The task — Please transcribe the entries below without changing a single character.

Available records —
┌────────

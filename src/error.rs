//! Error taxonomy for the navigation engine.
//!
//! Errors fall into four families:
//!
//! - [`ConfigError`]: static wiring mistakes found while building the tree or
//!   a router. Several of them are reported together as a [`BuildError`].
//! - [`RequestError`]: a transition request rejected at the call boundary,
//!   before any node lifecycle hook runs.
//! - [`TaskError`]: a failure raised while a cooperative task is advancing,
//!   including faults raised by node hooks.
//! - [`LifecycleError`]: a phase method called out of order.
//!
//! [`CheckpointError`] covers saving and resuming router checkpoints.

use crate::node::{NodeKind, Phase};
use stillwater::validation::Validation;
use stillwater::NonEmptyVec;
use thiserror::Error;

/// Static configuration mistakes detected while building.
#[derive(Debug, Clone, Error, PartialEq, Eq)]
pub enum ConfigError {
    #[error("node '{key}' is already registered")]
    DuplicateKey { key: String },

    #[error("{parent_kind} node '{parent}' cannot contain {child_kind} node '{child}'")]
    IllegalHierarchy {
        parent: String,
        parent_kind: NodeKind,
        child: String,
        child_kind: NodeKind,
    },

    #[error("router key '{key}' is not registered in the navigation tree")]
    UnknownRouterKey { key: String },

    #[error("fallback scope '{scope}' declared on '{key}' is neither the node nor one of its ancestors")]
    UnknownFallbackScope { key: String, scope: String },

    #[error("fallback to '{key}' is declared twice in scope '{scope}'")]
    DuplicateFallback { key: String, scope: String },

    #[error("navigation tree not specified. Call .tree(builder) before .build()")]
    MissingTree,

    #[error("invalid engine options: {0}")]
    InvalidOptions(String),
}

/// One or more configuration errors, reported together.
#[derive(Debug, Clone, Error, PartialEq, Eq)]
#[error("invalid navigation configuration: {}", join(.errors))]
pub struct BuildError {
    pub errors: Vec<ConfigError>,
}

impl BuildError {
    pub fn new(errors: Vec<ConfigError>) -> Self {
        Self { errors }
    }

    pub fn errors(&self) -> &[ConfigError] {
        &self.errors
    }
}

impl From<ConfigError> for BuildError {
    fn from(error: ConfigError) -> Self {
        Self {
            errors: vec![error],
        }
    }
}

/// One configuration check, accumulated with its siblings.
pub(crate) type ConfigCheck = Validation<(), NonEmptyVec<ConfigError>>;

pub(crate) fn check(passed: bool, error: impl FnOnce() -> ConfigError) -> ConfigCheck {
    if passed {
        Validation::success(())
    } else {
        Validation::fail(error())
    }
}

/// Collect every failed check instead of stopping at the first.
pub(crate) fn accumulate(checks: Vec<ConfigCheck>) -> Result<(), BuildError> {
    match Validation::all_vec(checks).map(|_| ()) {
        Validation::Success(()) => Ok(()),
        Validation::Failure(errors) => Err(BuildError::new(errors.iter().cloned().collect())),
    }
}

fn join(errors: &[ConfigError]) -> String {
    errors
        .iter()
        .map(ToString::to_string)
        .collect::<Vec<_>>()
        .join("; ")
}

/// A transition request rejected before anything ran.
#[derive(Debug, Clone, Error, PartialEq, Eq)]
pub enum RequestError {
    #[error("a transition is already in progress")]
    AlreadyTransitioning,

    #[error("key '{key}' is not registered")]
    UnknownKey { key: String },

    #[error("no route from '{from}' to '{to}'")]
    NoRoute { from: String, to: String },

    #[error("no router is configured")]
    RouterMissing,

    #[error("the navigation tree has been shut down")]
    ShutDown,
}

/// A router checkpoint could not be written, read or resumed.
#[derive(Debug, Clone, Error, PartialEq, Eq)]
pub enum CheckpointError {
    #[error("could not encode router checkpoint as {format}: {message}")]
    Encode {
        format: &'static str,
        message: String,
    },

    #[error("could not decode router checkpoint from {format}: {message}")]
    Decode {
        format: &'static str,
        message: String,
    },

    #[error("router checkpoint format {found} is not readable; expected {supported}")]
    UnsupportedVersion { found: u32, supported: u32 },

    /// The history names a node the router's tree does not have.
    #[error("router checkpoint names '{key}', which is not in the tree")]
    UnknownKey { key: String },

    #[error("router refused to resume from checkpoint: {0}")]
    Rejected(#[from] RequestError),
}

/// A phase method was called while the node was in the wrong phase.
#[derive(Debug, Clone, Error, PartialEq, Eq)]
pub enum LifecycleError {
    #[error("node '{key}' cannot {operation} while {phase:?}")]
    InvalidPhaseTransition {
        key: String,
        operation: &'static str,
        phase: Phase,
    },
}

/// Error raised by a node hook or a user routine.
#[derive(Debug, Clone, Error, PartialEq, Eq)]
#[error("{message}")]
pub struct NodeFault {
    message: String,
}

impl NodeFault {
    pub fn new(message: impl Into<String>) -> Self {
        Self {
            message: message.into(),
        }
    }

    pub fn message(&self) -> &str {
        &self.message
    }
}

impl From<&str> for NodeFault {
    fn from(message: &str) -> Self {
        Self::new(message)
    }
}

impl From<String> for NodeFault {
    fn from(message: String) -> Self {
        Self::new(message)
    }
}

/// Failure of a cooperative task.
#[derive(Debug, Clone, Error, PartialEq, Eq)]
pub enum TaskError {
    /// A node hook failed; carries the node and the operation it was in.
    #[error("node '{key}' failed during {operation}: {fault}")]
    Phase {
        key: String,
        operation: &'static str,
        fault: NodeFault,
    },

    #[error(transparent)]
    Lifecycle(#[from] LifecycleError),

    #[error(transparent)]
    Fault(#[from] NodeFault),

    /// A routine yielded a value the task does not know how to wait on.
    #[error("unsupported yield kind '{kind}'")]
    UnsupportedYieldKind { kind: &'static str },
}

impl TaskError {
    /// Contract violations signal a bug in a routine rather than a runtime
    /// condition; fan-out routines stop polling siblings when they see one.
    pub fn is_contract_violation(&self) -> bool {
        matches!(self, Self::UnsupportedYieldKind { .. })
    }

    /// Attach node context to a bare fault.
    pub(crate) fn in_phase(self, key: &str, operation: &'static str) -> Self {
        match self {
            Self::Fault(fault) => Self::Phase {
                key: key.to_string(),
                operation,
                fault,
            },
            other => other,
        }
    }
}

└────────

Exercise result —
filename src/error.rs
//! Error taxonomy for the navigation engine.
//!
//! Errors fall into four families:
//!
//! - [`ConfigError`]: static wiring mistakes found while building the tree or
//!   a router. Several of them are reported together as a [`BuildError`].
//! - [`RequestError`]: a transition request rejected at the call boundary,
//!   before any node lifecycle hook runs.
//! - [`TaskError`]: a failure raised while a cooperative task is advancing,
//!   including faults raised by node hooks.
//! - [`LifecycleError`]: a phase method called out of order.
//!
//! [`CheckpointError`] covers saving and resuming router checkpoints.

use crate::node::{NodeKind, Phase};
use stillwater::validation::Validation;
use stillwater::NonEmptyVec;
use thiserror::Error;

/// Static configuration mistakes detected while building.
#[derive(Debug, Clone, Error, PartialEq, Eq)]
pub enum ConfigError {
    #[error("node '{key}' is already registered")]
    DuplicateKey { key: String },

    #[error("{parent_kind} node '{parent}' cannot contain {child_kind} node '{child}'")]
    IllegalHierarchy {
        parent: String,
        parent_kind: NodeKind,
        child: String,
        child_kind: NodeKind,
    },

    #[error("router key '{key}' is not registered in the navigation tree")]
    UnknownRouterKey { key: String },

    #[error("fallback scope '{scope}' declared on '{key}' is neither the node nor one of its ancestors")]
    UnknownFallbackScope { key: String, scope: String },

    #[error("fallback to '{key}' is declared twice in scope '{scope}'")]
    DuplicateFallback { key: String, scope: String },

    #[error("navigation tree not specified. Call .tree(builder) before .build()")]
    MissingTree,

    #[error("invalid engine options: {0}")]
    InvalidOptions(String),
}

/// One or more configuration errors, reported together.
#[derive(Debug, Clone, Error, PartialEq, Eq)]
#[error("invalid navigation configuration: {}", join(.errors))]
pub struct BuildError {
    pub errors: Vec<ConfigError>,
}

impl BuildError {
    pub fn new(errors: Vec<ConfigError>) -> Self {
        Self { errors }
    }

    pub fn errors(&self) -> &[ConfigError] {
        &self.errors
    }
}

impl From<ConfigError> for BuildError {
    fn from(error: ConfigError) -> Self {
        Self {
            errors: vec![error],
        }
    }
}

/// One configuration check, accumulated with its siblings.
pub(crate) type ConfigCheck = Validation<(), NonEmptyVec<ConfigError>>;

pub(crate) fn check(passed: bool, error: impl FnOnce() -> ConfigError) -> ConfigCheck {
    if passed {
        Validation::success(())
    } else {
        Validation::fail(error())
    }
}

/// Collect every failed check instead of stopping at the first.
pub(crate) fn accumulate(checks: Vec<ConfigCheck>) -> Result<(), BuildError> {
    match Validation::all_vec(checks).map(|_| ()) {
        Validation::Success(()) => Ok(()),
        Validation::Failure(errors) => Err(BuildError::new(errors.iter().cloned().collect())),
    }
}

fn join(errors: &[ConfigError]) -> String {
    errors
        .iter()
        .map(ToString::to_string)
        .collect::<Vec<_>>()
        .join("; ")
}

/// A transition request rejected before anything ran.
#[derive(Debug, Clone, Error, PartialEq, Eq)]
pub enum RequestError {
    #[error("a transition is already in progress")]
    AlreadyTransitioning,

    #[error("key '{key}' is not registered")]
    UnknownKey { key: String },

    #[error("no route from '{from}' to '{to}'")]
    NoRoute { from: String, to: String },

    #[error("no router is configured")]
    RouterMissing,

    #[error("the navigation tree has been shut down")]
    ShutDown,
}

/// A router checkpoint could not be written, read or resumed.
#[derive(Debug, Clone, Error, PartialEq, Eq)]
pub enum CheckpointError {
    #[error("could not encode router checkpoint as {format}: {message}")]
    Encode {
        format: &'static str,
        message: String,
    },

    #[error("could not decode router checkpoint from {format}: {message}")]
    Decode {
        format: &'static str,
        message: String,
    },

    #[error("router checkpoint format {found} is not readable; expected {supported}")]
    UnsupportedVersion { found: u32, supported: u32 },

    /// The history names a node the router's tree does not have.
    #[error("router checkpoint names '{key}', which is not in the tree")]
    UnknownKey { key: String },

    #[error("router refused to resume from checkpoint: {0}")]
    Rejected(#[from] RequestError),
}

/// A phase method was called while the node was in the wrong phase.
#[derive(Debug, Clone, Error, PartialEq, Eq)]
pub enum LifecycleError {
    #[error("node '{key}' cannot {operation} while {phase:?}")]
    InvalidPhaseTransition {
        key: String,
        operation: &'static str,
        phase: Phase,
    },
}

/// Error raised by a node hook or a user routine.
#[derive(Debug, Clone, Error, PartialEq, Eq)]
#[error("{message}")]
pub struct NodeFault {
    message: String,
}

impl NodeFault {
    pub fn new(message: impl Into<String>) -> Self {
        Self {
            message: message.into(),
        }
    }

    pub fn message(&self) -> &str {
        &self.message
    }
}

impl From<&str> for NodeFault {
    fn from(message: &str) -> Self {
        Self::new(message)
    }
}

impl From<String> for NodeFault {
    fn from(message: String) -> Self {
        Self::new(message)
    }
}

/// Failure of a cooperative task.
#[derive(Debug, Clone, Error, PartialEq, Eq)]
pub enum TaskError {
    /// A node hook failed; carries the node and the operation it was in.
    #[error("node '{key}' failed during {operation}: {fault}")]
    Phase {
        key: String,
        operation: &'static str,
        fault: NodeFault,
    },

    #[error(transparent)]
    Lifecycle(#[from] LifecycleError),

    #[error(transparent)]
    Fault(#[from] NodeFault),

    /// A routine yielded a value the task does not know how to wait on.
    #[error("unsupported yield kind '{kind}'")]
    UnsupportedYieldKind { kind: &'static str },
}

impl TaskError {
    /// Contract violations signal a bug in a routine rather than a runtime
    /// condition; fan-out routines stop polling siblings when they see one.
    pub fn is_contract_violation(&self) -> bool {
        matches!(self, Self::UnsupportedYieldKind { .. })
    }

    /// Attach node context to a bare fault.
    pub(crate) fn in_phase(self, key: &str, operation: &'static str) -> Self {
        match self {
            Self::Fault(fault) => Self::Phase {
                key: key.to_string(),
                operation,
                fault,
            },
            other => other,
        }
    }
}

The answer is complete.